Die grauhaarige Frau winkte einfach nur ab, als hätte sie das Wort niemals ausgesprochen.

Merana fragte sich einen Moment, ob Cadsuanes Geist vielleicht verwirrt war. Sie hatte niemals gehört, daß einer Schwester dergleichen zugestoßen wäre, aber die meisten Aes Sedai ziehen sich am Ende ihres Lebens zurück, weit von den Intrigen und Turbulenzen fort, die nur Schwestern jemals kennenlernen. Und ebensooft auch weit von anderen Menschen fort. Wer konnte wissen, was sie vor dem Ende befiel? Wenn man aber diesen klaren, steten Blick bedachte, der ihr zugeworfen wurde, nahm man schnell von dieser Annahme Abstand. Wie dem auch sei - eine zwanzig Jahre zurückliegende Widerwärtigkeit, was auch immer es gewesen sein mochte, konnte sich gewiß nicht mit dem messen, dem sich die Welt jetzt gegenübersah. Und Cadsuane hatte ihre ursprünglichen Fragen noch immer nicht beantwortet. Was hatte sie vor? Und warum jetzt?

Bevor Merana erneut fragen konnte, öffnete sich die Tür, und Bera und Kiruna wurden von Corele Hovian hereingetrieben, eine jungenhafte, schlanke Gelbe mit dichten schwarzen Augenbrauen und einer Mähne rabenschwarzen Haars, das ihr ein wildes Aussehen verlieh, gleichgültig, wie ordentlich sie sich kleidete - und sie kleidete sich stets wie für einen Volkstanz, mit viel Stickerei an Ärmeln und Leibchen und an den Seiten ihrer Röcke. Es war kaum Platz, sich zu bewegen, da sich so viele Menschen auf diesem beschränkten Raum befanden. Corele wirkte stets belustigt, was auch immer geschehen mochte, aber jetzt lächelte sie breit, halbwegs ungläubig und halbwegs offenem Gelächter nahe. Kirunas Augen blitzten in einem Gesicht erstarrter Überheblichkeit, während Bera aufgebracht war, den Mund fest zusammenpreßte und die Stirn furchte. Bis sie Cadsuane sahen. Merana vermutete, daß es für sie so sein mußte, wie es für sie wäre, wenn sie plötzlich Alind Dyfelle oder Sevlana Meseau oder auch Mabriam en Shereed von Angesicht zu Angesicht gegenüberstünde. Ihre Augen traten hervor, und Kirunas Kinn sank herab.

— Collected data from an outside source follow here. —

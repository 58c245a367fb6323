use std::io::{ErrorKind, Read};

use bytes::Bytes;
use pwmgen_transport::DeviceStream;
use tracing::trace;

use crate::buffer::LineBuffer;
use crate::codec::LineConfig;
use crate::error::{LineError, Result};

/// Reads newline-terminated records from any `Read` stream.
///
/// Handles fragmented reads internally: callers always get complete
/// lines, and bytes received past a newline are kept for the next call.
pub struct LineReader<T> {
    inner: T,
    buf: LineBuffer,
    config: LineConfig,
}

impl<T: Read> LineReader<T> {
    /// Create a new line reader with default configuration.
    pub fn new(inner: T) -> Self {
        Self::with_config(inner, LineConfig::default())
    }

    /// Create a new line reader with explicit configuration.
    pub fn with_config(inner: T, config: LineConfig) -> Self {
        Self {
            inner,
            buf: LineBuffer::new(config.initial_capacity, config.max_capacity),
            config,
        }
    }

    /// Read the next complete line, newline included (blocking).
    ///
    /// A line already sitting in the buffer is returned without touching
    /// the stream. Returns `Err(LineError::ConnectionClosed)` on EOF.
    pub fn read_line(&mut self) -> Result<Bytes> {
        loop {
            if let Some(len) = self.buf.find_line() {
                let line = self.buf.consume_up_to(len);
                trace!(len, buffered = self.buf.len(), "line received");
                return Ok(line);
            }

            match self.buf.append_from(&mut self.inner) {
                Ok(0) => return Err(LineError::ConnectionClosed),
                Ok(_) => {}
                Err(LineError::Io(err)) if err.kind() == ErrorKind::Interrupted => {}
                Err(LineError::Io(err))
                    if matches!(err.kind(), ErrorKind::WouldBlock | ErrorKind::TimedOut) =>
                {
                    return Err(match self.config.read_timeout {
                        Some(timeout) => LineError::Timeout(timeout),
                        None => LineError::Io(err),
                    });
                }
                Err(err) => return Err(err),
            }
        }
    }

    /// Number of received bytes not yet returned as a line.
    pub fn buffered(&self) -> usize {
        self.buf.len()
    }

    /// Current receive buffer capacity.
    pub fn capacity(&self) -> usize {
        self.buf.capacity()
    }

    /// Discard buffered bytes.
    pub fn clear(&mut self) {
        self.buf.clear();
    }

    /// Borrow the underlying stream.
    pub fn get_ref(&self) -> &T {
        &self.inner
    }

    /// Mutably borrow the underlying stream.
    pub fn get_mut(&mut self) -> &mut T {
        &mut self.inner
    }

    /// Consume the reader and return the inner stream.
    pub fn into_inner(self) -> T {
        self.inner
    }

    /// Current line reader configuration.
    pub fn config(&self) -> &LineConfig {
        &self.config
    }
}

impl LineReader<DeviceStream> {
    /// Create a line reader for `DeviceStream` and apply read timeout from config.
    pub fn with_config_device(inner: DeviceStream, config: LineConfig) -> Result<Self> {
        inner.set_read_timeout(config.read_timeout)?;
        Ok(Self::with_config(inner, config))
    }
}

#[cfg(test)]
mod tests {
    use std::io::Cursor;
    use std::time::Duration;

    use super::*;

    fn lines_of(reader: &mut LineReader<impl Read>) -> Vec<Vec<u8>> {
        let mut out = Vec::new();
        loop {
            match reader.read_line() {
                Ok(line) => out.push(line.to_vec()),
                Err(LineError::ConnectionClosed) => return out,
                Err(err) => panic!("unexpected error: {err}"),
            }
        }
    }

    #[test]
    fn read_single_line() {
        let mut reader = LineReader::new(Cursor::new(b">DONE\n".to_vec()));
        assert_eq!(reader.read_line().unwrap().as_ref(), b">DONE\n");
    }

    #[test]
    fn buffered_second_line_needs_no_read() {
        let mut reader = LineReader::new(CountingReader::new(b">DONE\n>440 0.5\n"));

        assert_eq!(reader.read_line().unwrap().as_ref(), b">DONE\n");
        assert_eq!(reader.get_ref().reads, 1);
        assert_eq!(reader.read_line().unwrap().as_ref(), b">440 0.5\n");
        assert_eq!(reader.get_ref().reads, 1, "second line must come from the buffer");
    }

    #[test]
    fn fragmentation_does_not_change_records() {
        let wire: &[u8] = b">HELO dev\n>2, 0 CST 0.1 0 0 0, 1 SIN 0.5 0.5 1 0\n!nope\n>DONE\n";
        let whole = lines_of(&mut LineReader::new(Cursor::new(wire.to_vec())));
        assert_eq!(whole.len(), 4);

        for chunk in [1, 2, 3, 5, 7, 16] {
            let chunked = ChunkedReader {
                bytes: wire.to_vec(),
                pos: 0,
                chunk,
            };
            let mut reader = LineReader::with_config(
                chunked,
                LineConfig {
                    initial_capacity: 4,
                    ..LineConfig::default()
                },
            );
            assert_eq!(lines_of(&mut reader), whole, "chunk size {chunk}");
        }
    }

    #[test]
    fn line_longer_than_initial_capacity_grows_buffer() {
        let mut wire = vec![b'>'];
        wire.extend(std::iter::repeat(b'9').take(5000));
        wire.push(b'\n');

        let mut reader = LineReader::new(Cursor::new(wire.clone()));
        assert_eq!(reader.read_line().unwrap().as_ref(), wire.as_slice());
        assert!(reader.capacity() >= 5002);
    }

    #[test]
    fn line_longer_than_ceiling_overflows() {
        let wire = vec![b'x'; 70 * 1024];
        let mut reader = LineReader::new(Cursor::new(wire));
        let err = reader.read_line().unwrap_err();
        assert!(matches!(err, LineError::Overflow { max: 65536 }));
    }

    #[test]
    fn connection_closed_mid_line() {
        let mut reader = LineReader::new(Cursor::new(b">HEL".to_vec()));
        assert!(matches!(
            reader.read_line().unwrap_err(),
            LineError::ConnectionClosed
        ));
    }

    #[test]
    fn read_error_propagates() {
        let mut reader = LineReader::new(ResetReader);
        let err = reader.read_line().unwrap_err();
        assert!(matches!(err, LineError::Io(e) if e.kind() == ErrorKind::ConnectionReset));
    }

    #[test]
    fn interrupted_read_retries() {
        let mut reader = LineReader::new(InterruptedThenData {
            interrupted: false,
            inner: Cursor::new(b">DONE\n".to_vec()),
        });
        assert_eq!(reader.read_line().unwrap().as_ref(), b">DONE\n");
    }

    #[test]
    fn would_block_with_deadline_is_timeout() {
        let config = LineConfig {
            read_timeout: Some(Duration::from_millis(5)),
            ..LineConfig::default()
        };
        let mut reader = LineReader::with_config(WouldBlockReader, config);
        assert!(matches!(
            reader.read_line().unwrap_err(),
            LineError::Timeout(d) if d == Duration::from_millis(5)
        ));
    }

    #[test]
    #[cfg(unix)]
    fn device_stream_read_timeout_is_applied() {
        let (left, _right) = std::os::unix::net::UnixStream::pair().unwrap();
        let config = LineConfig {
            read_timeout: Some(Duration::from_millis(20)),
            ..LineConfig::default()
        };
        let mut reader = LineReader::with_config_device(DeviceStream::from(left), config).unwrap();
        assert!(matches!(
            reader.read_line().unwrap_err(),
            LineError::Timeout(_)
        ));
    }

    struct CountingReader {
        inner: Cursor<Vec<u8>>,
        reads: usize,
    }

    impl CountingReader {
        fn new(bytes: &[u8]) -> Self {
            Self {
                inner: Cursor::new(bytes.to_vec()),
                reads: 0,
            }
        }
    }

    impl Read for CountingReader {
        fn read(&mut self, buf: &mut [u8]) -> std::io::Result<usize> {
            self.reads += 1;
            self.inner.read(buf)
        }
    }

    struct ChunkedReader {
        bytes: Vec<u8>,
        pos: usize,
        chunk: usize,
    }

    impl Read for ChunkedReader {
        fn read(&mut self, buf: &mut [u8]) -> std::io::Result<usize> {
            let n = self.chunk.min(buf.len()).min(self.bytes.len() - self.pos);
            buf[..n].copy_from_slice(&self.bytes[self.pos..self.pos + n]);
            self.pos += n;
            Ok(n)
        }
    }

    struct ResetReader;

    impl Read for ResetReader {
        fn read(&mut self, _buf: &mut [u8]) -> std::io::Result<usize> {
            Err(std::io::Error::from(ErrorKind::ConnectionReset))
        }
    }

    struct WouldBlockReader;

    impl Read for WouldBlockReader {
        fn read(&mut self, _buf: &mut [u8]) -> std::io::Result<usize> {
            Err(std::io::Error::from(ErrorKind::WouldBlock))
        }
    }

    struct InterruptedThenData {
        interrupted: bool,
        inner: Cursor<Vec<u8>>,
    }

    impl Read for InterruptedThenData {
        fn read(&mut self, buf: &mut [u8]) -> std::io::Result<usize> {
            if !self.interrupted {
                self.interrupted = true;
                return Err(std::io::Error::from(ErrorKind::Interrupted));
            }
            self.inner.read(buf)
        }
    }
}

»Ich dachte, Ihr wärt tot«, keuchte Bera.

Cadsuane schnaubte verärgert. »Ich kann es allmählich nicht mehr hören. Der nächste Schwachsinnige, der das sagt, wird eine Woche lang schreien.« Annoura betrachtete angestrengt ihre Schuhspitzen.

»Ihr werdet niemals vermuten, wo ich diese beiden fand«, sagte Corele in ihrem rhythmischen murandianischen Akzent. Sie tippte seitlich an ihre hocherhobene Nase, wie sie es tat, wenn sie einen Witz erzählen wollte oder etwas, was sie als Witz ansah. Beras Wangen röteten sich und Kirunas Wangen noch stärker. »Bera saß bescheiden wie eine Maus unter den Augen eines halben Dutzends dieser Aiel-Wilden, die mir vollkommen dreist erklärten, sie könnte nicht mit mir kommen, bis Sorilea - oh, diese Frau verschafft einem wirklich Alpträume - ich könnte Bera also nicht mitnehmen, bis Sorilea mit ihrer Privatunterhaltung mit dem anderen Lehrling fertig wäre, unserem Liebling Kiruna hier.«

Kiruna und Bera erröteten noch stärker und konnten niemanden ansehen. Sogar Daigian betrachtete sie.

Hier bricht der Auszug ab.